Every line in the data below that holds "ToolChoice" should be found and copied.

BEGIN DATASET ENTRIES

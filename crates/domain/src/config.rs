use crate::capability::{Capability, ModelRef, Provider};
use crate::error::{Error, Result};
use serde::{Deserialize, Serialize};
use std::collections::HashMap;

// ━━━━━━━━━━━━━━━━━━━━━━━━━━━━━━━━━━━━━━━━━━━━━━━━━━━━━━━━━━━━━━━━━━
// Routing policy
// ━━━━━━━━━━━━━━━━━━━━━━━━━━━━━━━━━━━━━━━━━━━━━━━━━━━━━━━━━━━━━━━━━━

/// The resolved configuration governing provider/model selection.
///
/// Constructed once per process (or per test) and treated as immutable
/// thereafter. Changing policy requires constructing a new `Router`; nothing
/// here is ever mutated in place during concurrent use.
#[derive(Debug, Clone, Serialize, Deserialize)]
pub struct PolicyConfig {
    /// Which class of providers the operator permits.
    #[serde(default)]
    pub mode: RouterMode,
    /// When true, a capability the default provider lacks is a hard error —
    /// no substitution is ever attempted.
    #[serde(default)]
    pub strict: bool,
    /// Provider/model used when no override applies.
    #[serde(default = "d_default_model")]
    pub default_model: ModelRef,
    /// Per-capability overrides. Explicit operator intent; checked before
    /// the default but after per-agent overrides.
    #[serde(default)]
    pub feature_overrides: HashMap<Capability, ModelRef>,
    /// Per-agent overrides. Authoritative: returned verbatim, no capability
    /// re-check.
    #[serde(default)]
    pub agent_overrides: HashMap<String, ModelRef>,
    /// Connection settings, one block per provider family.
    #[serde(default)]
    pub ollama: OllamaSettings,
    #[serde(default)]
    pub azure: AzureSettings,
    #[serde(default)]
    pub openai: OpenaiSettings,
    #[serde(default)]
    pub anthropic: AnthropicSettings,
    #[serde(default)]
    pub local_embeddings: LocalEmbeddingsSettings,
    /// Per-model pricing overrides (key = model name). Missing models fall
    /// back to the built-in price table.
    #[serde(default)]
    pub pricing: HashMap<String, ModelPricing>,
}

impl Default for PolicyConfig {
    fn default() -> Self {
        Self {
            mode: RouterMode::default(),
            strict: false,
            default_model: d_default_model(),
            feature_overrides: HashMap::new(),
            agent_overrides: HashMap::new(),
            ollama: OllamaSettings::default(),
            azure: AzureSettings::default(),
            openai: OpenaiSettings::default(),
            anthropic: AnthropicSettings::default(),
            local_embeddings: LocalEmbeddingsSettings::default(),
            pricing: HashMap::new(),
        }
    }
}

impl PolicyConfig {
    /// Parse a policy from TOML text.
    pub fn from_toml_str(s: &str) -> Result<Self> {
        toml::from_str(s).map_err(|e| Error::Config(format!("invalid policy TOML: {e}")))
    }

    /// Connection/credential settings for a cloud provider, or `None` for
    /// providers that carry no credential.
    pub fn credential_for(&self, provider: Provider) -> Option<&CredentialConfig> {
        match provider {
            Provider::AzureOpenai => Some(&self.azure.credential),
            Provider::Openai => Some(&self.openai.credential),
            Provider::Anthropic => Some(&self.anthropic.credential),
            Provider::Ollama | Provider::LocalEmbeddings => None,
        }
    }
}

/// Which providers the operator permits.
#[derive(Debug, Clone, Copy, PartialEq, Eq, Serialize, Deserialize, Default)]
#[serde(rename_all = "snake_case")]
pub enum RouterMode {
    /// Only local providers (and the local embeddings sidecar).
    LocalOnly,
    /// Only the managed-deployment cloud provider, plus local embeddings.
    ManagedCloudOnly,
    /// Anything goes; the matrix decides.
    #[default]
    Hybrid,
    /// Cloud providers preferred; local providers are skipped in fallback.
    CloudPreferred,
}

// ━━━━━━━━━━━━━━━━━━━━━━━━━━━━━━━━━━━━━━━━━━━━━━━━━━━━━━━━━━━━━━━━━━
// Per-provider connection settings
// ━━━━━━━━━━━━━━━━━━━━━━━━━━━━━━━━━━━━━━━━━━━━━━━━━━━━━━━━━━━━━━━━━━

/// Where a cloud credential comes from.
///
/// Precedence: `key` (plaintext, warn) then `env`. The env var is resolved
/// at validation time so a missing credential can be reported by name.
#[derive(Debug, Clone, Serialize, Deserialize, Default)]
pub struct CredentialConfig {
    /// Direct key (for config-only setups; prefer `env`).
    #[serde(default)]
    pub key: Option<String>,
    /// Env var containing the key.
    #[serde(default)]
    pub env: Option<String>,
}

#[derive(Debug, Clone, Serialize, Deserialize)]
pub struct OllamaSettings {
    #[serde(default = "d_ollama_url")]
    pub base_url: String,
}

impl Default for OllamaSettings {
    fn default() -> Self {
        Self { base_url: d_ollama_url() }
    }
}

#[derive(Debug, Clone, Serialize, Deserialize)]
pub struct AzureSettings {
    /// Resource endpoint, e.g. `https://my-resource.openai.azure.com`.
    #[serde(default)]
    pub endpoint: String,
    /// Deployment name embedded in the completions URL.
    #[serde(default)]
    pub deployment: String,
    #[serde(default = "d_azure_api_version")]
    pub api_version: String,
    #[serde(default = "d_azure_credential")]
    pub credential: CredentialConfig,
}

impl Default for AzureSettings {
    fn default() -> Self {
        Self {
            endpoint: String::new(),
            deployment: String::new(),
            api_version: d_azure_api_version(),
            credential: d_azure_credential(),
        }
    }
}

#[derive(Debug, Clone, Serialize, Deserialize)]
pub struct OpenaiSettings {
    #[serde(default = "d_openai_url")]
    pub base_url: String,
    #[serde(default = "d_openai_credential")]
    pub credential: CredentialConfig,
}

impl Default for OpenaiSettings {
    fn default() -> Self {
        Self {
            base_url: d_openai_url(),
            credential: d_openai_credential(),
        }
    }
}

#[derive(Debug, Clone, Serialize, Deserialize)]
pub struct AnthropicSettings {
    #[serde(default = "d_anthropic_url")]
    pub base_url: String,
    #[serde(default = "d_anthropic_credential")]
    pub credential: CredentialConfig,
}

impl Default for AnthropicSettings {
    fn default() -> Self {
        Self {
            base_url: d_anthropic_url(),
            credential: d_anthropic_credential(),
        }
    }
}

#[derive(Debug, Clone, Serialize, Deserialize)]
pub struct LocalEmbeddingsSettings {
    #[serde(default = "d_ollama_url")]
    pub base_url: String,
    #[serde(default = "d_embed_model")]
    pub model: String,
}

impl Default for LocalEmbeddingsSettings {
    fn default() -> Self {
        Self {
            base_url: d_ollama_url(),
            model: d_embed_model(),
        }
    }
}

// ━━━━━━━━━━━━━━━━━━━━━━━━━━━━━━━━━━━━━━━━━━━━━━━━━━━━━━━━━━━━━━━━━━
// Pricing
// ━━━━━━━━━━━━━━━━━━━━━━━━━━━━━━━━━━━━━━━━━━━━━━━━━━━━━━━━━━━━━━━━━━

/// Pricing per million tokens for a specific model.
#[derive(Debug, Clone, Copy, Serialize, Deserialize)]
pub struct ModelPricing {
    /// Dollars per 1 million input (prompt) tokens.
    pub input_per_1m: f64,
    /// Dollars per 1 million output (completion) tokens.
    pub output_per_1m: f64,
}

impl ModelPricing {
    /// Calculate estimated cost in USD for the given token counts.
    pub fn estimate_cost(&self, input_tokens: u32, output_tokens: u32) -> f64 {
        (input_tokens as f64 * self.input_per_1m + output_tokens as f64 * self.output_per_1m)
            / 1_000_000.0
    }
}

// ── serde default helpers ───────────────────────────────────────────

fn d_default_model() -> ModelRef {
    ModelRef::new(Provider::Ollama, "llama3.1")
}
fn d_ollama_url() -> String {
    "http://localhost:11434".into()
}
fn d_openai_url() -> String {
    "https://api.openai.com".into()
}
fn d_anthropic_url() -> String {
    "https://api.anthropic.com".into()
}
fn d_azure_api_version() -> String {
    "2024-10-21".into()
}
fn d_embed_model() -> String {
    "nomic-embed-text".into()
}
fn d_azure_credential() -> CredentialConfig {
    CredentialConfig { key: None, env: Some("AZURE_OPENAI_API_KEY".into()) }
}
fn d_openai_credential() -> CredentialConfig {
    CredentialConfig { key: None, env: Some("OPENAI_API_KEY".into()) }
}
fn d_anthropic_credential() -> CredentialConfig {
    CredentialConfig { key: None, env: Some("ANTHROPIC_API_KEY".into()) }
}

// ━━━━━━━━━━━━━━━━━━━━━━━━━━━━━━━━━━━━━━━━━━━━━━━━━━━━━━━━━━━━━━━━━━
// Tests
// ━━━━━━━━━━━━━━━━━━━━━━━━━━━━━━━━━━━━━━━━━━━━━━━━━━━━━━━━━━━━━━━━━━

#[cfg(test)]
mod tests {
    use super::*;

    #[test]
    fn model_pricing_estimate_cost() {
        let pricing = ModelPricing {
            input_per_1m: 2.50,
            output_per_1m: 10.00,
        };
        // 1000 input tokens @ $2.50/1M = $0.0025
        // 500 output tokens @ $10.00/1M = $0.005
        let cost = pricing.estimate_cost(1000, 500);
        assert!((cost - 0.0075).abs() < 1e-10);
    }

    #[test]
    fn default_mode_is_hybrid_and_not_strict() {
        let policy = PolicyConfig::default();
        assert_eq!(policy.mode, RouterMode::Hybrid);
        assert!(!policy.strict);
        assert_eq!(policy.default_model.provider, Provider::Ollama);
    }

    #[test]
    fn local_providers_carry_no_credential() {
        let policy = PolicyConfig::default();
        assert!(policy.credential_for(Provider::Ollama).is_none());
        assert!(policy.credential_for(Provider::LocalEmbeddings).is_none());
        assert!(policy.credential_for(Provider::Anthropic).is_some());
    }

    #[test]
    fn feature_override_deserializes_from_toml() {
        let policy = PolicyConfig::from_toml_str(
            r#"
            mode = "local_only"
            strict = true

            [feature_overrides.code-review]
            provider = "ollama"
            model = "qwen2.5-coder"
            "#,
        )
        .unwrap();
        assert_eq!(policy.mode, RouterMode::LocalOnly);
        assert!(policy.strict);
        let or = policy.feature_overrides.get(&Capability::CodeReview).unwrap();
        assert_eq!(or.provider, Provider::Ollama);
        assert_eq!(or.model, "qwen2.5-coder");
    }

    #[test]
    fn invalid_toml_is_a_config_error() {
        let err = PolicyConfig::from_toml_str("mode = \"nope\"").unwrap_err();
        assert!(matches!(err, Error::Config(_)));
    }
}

END DATASET ENTRIES
BEGIN DATASET ENTRIES

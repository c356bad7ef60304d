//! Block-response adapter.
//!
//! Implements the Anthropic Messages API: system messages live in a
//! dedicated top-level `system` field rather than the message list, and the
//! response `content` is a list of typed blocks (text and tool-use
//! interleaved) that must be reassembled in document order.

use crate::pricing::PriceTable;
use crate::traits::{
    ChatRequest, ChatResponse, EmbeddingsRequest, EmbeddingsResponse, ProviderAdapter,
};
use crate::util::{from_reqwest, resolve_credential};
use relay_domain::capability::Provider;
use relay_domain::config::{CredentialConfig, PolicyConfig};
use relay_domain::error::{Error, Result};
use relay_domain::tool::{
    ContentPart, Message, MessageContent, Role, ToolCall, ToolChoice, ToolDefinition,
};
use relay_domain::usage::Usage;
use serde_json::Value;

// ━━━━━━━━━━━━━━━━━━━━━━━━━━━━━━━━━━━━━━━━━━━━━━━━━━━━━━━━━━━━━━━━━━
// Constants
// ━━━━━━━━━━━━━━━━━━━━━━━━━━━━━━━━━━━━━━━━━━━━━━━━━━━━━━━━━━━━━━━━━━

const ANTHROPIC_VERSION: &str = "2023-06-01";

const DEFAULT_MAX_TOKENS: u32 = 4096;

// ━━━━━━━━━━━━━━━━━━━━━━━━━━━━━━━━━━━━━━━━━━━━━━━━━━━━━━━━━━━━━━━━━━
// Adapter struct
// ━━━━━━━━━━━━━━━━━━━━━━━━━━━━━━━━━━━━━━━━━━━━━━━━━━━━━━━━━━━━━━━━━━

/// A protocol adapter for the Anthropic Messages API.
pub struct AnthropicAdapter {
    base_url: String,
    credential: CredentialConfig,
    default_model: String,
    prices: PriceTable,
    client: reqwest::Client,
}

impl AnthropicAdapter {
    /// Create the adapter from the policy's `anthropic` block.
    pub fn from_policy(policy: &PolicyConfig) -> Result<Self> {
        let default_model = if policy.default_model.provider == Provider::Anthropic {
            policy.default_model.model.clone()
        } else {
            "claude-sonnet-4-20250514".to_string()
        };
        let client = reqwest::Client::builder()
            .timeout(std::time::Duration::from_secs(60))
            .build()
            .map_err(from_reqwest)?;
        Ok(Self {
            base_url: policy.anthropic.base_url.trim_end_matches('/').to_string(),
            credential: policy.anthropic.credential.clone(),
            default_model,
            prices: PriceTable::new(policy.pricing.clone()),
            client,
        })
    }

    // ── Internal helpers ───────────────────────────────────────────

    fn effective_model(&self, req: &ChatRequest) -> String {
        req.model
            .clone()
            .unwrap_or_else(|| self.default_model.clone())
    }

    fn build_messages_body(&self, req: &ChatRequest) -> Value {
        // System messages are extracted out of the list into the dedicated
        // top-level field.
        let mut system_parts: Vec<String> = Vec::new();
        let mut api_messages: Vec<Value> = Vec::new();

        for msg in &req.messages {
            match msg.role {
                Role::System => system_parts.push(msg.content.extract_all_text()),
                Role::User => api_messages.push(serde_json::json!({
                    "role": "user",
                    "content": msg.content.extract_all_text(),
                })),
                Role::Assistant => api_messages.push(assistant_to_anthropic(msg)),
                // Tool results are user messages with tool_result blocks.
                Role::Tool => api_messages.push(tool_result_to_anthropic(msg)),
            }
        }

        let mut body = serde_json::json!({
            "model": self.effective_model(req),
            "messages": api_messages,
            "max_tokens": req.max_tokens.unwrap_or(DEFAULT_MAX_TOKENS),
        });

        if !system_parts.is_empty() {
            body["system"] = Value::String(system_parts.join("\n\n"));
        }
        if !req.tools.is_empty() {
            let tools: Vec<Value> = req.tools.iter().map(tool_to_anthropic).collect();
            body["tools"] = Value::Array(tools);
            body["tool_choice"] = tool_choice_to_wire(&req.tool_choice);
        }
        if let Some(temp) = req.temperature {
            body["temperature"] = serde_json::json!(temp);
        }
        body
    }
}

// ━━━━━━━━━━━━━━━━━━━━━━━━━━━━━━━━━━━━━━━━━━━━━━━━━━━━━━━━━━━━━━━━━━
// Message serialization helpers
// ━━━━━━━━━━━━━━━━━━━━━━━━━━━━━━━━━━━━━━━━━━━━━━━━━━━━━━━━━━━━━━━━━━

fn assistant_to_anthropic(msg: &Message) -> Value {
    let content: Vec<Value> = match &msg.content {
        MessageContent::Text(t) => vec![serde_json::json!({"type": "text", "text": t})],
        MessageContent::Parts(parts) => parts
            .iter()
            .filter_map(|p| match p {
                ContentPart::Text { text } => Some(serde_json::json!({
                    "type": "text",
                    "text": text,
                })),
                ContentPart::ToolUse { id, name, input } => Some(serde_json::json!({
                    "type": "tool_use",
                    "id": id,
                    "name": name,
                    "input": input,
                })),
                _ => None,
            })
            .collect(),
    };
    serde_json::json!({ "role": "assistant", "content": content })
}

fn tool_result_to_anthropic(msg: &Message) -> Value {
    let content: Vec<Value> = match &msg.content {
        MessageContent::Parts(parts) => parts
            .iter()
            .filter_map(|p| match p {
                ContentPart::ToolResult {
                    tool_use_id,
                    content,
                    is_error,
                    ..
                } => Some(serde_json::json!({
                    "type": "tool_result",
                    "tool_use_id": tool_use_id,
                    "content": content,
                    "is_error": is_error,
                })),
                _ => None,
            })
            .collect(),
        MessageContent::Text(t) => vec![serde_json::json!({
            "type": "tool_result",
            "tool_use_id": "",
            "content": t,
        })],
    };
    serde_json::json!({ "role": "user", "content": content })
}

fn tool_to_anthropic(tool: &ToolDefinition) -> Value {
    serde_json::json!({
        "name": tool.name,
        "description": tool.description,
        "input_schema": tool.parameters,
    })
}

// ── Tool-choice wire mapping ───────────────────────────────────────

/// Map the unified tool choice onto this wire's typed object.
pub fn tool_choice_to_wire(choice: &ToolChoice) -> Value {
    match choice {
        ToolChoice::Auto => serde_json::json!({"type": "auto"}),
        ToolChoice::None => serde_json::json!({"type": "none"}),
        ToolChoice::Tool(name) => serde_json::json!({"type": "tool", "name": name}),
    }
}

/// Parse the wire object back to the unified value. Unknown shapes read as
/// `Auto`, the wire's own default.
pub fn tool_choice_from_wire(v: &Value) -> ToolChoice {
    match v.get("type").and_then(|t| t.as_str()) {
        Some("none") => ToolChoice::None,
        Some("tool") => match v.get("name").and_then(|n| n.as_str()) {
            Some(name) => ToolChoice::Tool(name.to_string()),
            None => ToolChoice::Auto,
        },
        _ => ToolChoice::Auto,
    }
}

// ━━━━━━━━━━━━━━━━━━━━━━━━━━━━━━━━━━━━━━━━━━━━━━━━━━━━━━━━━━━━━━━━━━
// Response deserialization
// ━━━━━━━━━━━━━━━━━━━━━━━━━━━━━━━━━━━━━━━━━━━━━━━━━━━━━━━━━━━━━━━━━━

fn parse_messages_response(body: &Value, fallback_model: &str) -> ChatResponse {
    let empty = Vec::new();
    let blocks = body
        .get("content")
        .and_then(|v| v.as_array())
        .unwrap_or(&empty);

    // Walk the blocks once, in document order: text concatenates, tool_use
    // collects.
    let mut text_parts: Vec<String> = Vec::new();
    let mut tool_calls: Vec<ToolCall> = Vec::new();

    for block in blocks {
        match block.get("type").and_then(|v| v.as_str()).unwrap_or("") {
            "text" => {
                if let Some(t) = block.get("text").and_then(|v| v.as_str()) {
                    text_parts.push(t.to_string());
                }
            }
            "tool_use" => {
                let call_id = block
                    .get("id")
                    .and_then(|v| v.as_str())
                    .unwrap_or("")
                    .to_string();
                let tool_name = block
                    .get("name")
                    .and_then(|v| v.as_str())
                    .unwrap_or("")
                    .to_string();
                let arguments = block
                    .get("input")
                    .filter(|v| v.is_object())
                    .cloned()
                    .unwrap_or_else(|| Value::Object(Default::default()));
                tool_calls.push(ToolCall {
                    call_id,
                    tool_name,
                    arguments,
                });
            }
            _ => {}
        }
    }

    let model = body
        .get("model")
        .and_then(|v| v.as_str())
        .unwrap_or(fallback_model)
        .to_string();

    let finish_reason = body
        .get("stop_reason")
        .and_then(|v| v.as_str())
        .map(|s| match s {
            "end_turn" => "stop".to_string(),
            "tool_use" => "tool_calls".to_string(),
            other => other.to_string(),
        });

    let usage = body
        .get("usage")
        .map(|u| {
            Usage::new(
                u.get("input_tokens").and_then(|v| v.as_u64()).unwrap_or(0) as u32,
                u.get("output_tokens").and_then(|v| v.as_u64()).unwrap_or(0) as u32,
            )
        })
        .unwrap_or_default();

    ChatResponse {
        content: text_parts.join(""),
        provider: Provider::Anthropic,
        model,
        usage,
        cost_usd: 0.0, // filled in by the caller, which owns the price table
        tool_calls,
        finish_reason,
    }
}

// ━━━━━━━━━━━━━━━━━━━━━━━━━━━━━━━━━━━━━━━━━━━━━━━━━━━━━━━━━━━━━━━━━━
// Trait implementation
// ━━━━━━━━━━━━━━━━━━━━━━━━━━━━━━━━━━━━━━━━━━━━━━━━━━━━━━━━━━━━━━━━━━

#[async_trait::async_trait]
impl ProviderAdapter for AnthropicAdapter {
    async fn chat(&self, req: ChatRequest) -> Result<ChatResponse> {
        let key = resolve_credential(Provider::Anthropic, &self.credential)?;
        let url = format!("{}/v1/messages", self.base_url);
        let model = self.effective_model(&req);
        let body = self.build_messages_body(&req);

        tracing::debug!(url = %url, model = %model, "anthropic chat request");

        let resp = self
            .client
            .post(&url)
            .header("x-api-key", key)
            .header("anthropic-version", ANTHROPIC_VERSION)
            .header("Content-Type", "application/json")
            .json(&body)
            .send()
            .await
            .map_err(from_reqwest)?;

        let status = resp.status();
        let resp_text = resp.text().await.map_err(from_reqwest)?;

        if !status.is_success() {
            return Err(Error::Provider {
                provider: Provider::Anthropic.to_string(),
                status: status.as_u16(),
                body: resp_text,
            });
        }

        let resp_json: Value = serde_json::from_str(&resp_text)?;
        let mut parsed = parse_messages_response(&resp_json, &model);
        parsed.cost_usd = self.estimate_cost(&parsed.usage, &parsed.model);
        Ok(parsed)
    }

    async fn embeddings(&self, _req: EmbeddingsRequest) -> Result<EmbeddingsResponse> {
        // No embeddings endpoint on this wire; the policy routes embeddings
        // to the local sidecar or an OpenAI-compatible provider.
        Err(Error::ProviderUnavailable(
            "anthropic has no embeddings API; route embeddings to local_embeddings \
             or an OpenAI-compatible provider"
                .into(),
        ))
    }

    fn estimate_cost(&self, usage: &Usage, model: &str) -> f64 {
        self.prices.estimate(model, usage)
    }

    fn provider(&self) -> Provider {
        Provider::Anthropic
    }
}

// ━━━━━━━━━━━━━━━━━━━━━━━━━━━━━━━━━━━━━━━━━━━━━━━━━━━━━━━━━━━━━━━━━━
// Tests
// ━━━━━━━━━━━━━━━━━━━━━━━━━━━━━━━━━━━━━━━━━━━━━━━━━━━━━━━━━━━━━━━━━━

END DATASET ENTRIES

THE ANSWER
    ContentPart, Message, MessageContent, Role, ToolCall, ToolChoice, ToolDefinition,
pub fn tool_choice_to_wire(choice: &ToolChoice) -> Value {
        ToolChoice::Auto => serde_json::json!({"type": "auto"}),
        ToolChoice::None => serde_json::json!({"type": "none"}),
        ToolChoice::Tool(name) => serde_json::json!({"type": "tool", "name": name}),
pub fn tool_choice_from_wire(v: &Value) -> ToolChoice {
        Some("none") => ToolChoice::None,
            Some(name) => ToolChoice::Tool(name.to_string()),
            None => ToolChoice::Auto,
        _ => ToolChoice::Auto,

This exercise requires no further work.